Read the data, and whenever a line holds the word "CatalogConfig", report that line.

====== MATERIAL TO PROCESS

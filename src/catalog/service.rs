//! Catalog operations.
//!
//! # State Machine
//! ```text
//! Started → Validating → Invalid ─────────────────────────┐
//!                      → Valid → Persisting → Persisted ──┤
//!                                           → StorageFailed┤
//!                                                          ▼
//!                                                      Completed (span closed)
//! ```
//!
//! # Design Decisions
//! - Every public operation opens its span through `Tracer::start_operation`
//!   and closes it through `complete`, whatever branch was taken
//! - A submission with missing fields is rejected before anything is written
//! - A storage failure aborts the operation and is returned to the caller
//! - Lookup misses are user-facing but are not counted as errors

use std::net::IpAddr;
use std::sync::atomic::{AtomicU64, Ordering};
use std::sync::Arc;
use std::time::Duration;

use dashmap::DashSet;
use opentelemetry::trace::Status;
use tracing::Instrument;

use crate::catalog::{CatalogError, Course, Validator};
use crate::config::CatalogConfig;
use crate::observability::logging::LogError;
use crate::observability::{
    metrics, ActiveSpan, ErrorCounter, ErrorKind, OperationContext, StructuredLogger, Tracer,
};
use crate::store::CatalogStore;

/// Orchestrates validation, persistence, logging and tracing.
#[derive(Debug)]
pub struct CatalogService {
    store: Arc<CatalogStore>,
    validator: Validator,
    errors: Arc<ErrorCounter>,
    logger: Arc<StructuredLogger>,
    tracer: Tracer,
    catalog_access_count: AtomicU64,
    seen_clients: DashSet<IpAddr>,
}

impl CatalogService {
    pub fn new(
        store: Arc<CatalogStore>,
        validator: Validator,
        errors: Arc<ErrorCounter>,
        logger: Arc<StructuredLogger>,
        tracer: Tracer,
    ) -> Self {
        Self {
            store,
            validator,
            errors,
            logger,
            tracer,
            catalog_access_count: AtomicU64::new(0),
            seen_clients: DashSet::new(),
        }
    }

    /// Build the store, validator and logger from configuration. Spans go
    /// to `tracer`, whose provider the caller built from the same config.
    pub fn from_config(config: &CatalogConfig, tracer: Tracer) -> Result<Self, LogError> {
        let store = CatalogStore::new(
            &config.storage.catalog_path,
            Duration::from_millis(config.storage.io_timeout_ms),
        );
        let logger = StructuredLogger::open(&config.logging.log_path)?;

        Ok(Self::new(
            Arc::new(store),
            Validator::new(config.validation.policy),
            Arc::new(ErrorCounter::new()),
            Arc::new(logger),
            tracer,
        ))
    }

    pub fn store(&self) -> &CatalogStore {
        &self.store
    }

    pub fn validator(&self) -> &Validator {
        &self.validator
    }

    pub fn logger(&self) -> &StructuredLogger {
        &self.logger
    }

    pub fn tracer(&self) -> &Tracer {
        &self.tracer
    }

    /// Current value of the shared error counter.
    pub fn error_count(&self) -> u64 {
        self.errors.current()
    }

    /// Number of times the catalog has been listed since startup.
    pub fn access_count(&self) -> u64 {
        self.catalog_access_count.load(Ordering::Relaxed)
    }

    /// Return the full catalog in insertion order.
    pub async fn list_courses(&self, ctx: &OperationContext) -> Result<Vec<Course>, CatalogError> {
        let span = self.tracer.start_operation("course_catalog", ctx);
        let result = self
            .list_courses_in(&span)
            .instrument(span.tracing_span().clone())
            .await;
        self.complete(span, "list_courses", &result);
        result
    }

    async fn list_courses_in(&self, span: &ActiveSpan) -> Result<Vec<Course>, CatalogError> {
        let access_count = self.catalog_access_count.fetch_add(1, Ordering::Relaxed) + 1;
        span.set_count("catalog.access_count", access_count);

        span.add_event("Loading courses from file");
        let courses = self.load_counted(span).await?;
        span.set_count("course.count", courses.len());

        self.logger.info("Course catalog loaded successfully");
        Ok(courses)
    }

    /// Validate and append a submitted course.
    pub async fn add_course(&self, ctx: &OperationContext, course: Course) -> Result<(), CatalogError> {
        let span = self.tracer.start_operation("add_course", ctx);
        let result = self
            .add_course_in(&span, course)
            .instrument(span.tracing_span().clone())
            .await;
        self.complete(span, "add_course", &result);
        result
    }

    async fn add_course_in(&self, span: &ActiveSpan, course: Course) -> Result<(), CatalogError> {
        span.set_attribute("course.code", course.code.clone());
        span.set_attribute("course.name", course.name.clone());

        span.add_event("Validating course data");
        let missing = self.validator.validate(&course);
        if !missing.is_empty() {
            let err = CatalogError::MissingFields { fields: missing };
            self.record_failure(span, ErrorKind::MissingFields, &err.to_string());
            return Err(err);
        }

        span.add_event("Saving course data to file");
        let (code, name) = (course.code.clone(), course.name.clone());
        match self.store.save(course).await {
            Ok(size) => {
                span.set_count("catalog.size", size);
                self.logger
                    .info(format!("Course '{}' added with code '{}'", name, code));
                Ok(())
            }
            Err(e) => {
                let kind = if e.is_write() {
                    ErrorKind::StorageWrite
                } else {
                    ErrorKind::StorageRead
                };
                let message = format!("Error saving course data: {}", e);
                self.record_failure(span, kind, &message);
                Err(e.into())
            }
        }
    }

    /// Find the first course whose code matches exactly.
    pub async fn get_course(&self, ctx: &OperationContext, code: &str) -> Result<Course, CatalogError> {
        let span = self.tracer.start_operation("course_details", ctx);
        let result = self
            .get_course_in(&span, code)
            .instrument(span.tracing_span().clone())
            .await;
        self.complete(span, "get_course", &result);
        result
    }

    async fn get_course_in(&self, span: &ActiveSpan, code: &str) -> Result<Course, CatalogError> {
        span.add_event("Loading courses from file");
        let courses = self.load_counted(span).await?;
        span.set_count("course.count", courses.len());

        span.add_event(format!("Searching for course with code {}", code));
        match courses.into_iter().find(|c| c.code == code) {
            Some(course) => {
                span.set_attribute("course.code", course.code.clone());
                span.set_attribute("course.name", course.name.clone());
                Ok(course)
            }
            None => {
                let err = CatalogError::NotFound {
                    code: code.to_string(),
                };
                span.add_event(err.to_string());
                Err(err)
            }
        }
    }

    /// Record a landing-page visit. The first visit from each client address
    /// is logged; returns whether this was that first visit.
    pub fn visit_index(&self, ctx: &OperationContext) -> bool {
        let span = self.tracer.start_operation("index", ctx);
        let first_visit = match ctx.client_ip {
            Some(ip) if self.seen_clients.insert(ip) => {
                self.logger.info(format!("User IP: {}", ip));
                true
            }
            _ => false,
        };
        span.set_attribute("client.first_visit", first_visit);
        self.complete(span, "index", &Ok::<_, CatalogError>(()));
        first_visit
    }

    /// A span with no catalog work behind it, for checking the trace pipeline.
    pub fn manual_trace(&self, ctx: &OperationContext) {
        let span = self.tracer.start_operation("manual-span", ctx);
        span.add_event("Processing request");
        self.complete(span, "manual_trace", &Ok::<_, CatalogError>(()));
    }

    async fn load_counted(&self, span: &ActiveSpan) -> Result<Vec<Course>, CatalogError> {
        match self.store.load().await {
            Ok(courses) => Ok(courses),
            Err(e) => {
                let message = format!("Error loading course data: {}", e);
                self.record_failure(span, ErrorKind::StorageRead, &message);
                Err(e.into())
            }
        }
    }

    /// Count, log and annotate one failure.
    fn record_failure(&self, span: &ActiveSpan, kind: ErrorKind, message: &str) -> u64 {
        let count = self.errors.increment(kind);
        self.logger.error(message);
        span.set_attribute("error.type", kind.as_str());
        span.set_count("error.count", count);
        span.add_event(message.to_string());
        count
    }

    fn complete<T>(&self, span: ActiveSpan, operation: &'static str, result: &Result<T, CatalogError>) {
        let outcome = match result {
            Ok(_) => "succeeded",
            Err(CatalogError::MissingFields { .. }) => "invalid",
            Err(CatalogError::Storage(_)) => "storage_failed",
            Err(CatalogError::NotFound { .. }) => "not_found",
        };
        span.set_attribute("operation.outcome", outcome);
        span.set_status(if result.is_ok() {
            Status::Ok
        } else {
            Status::error(outcome)
        });
        metrics::record_operation(operation, outcome);
        span.end();
    }
}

============

◆ ANSWER TO THIS PROBLEM:
use crate::config::CatalogConfig;
    pub fn from_config(config: &CatalogConfig, tracer: Tracer) -> Result<Self, LogError> {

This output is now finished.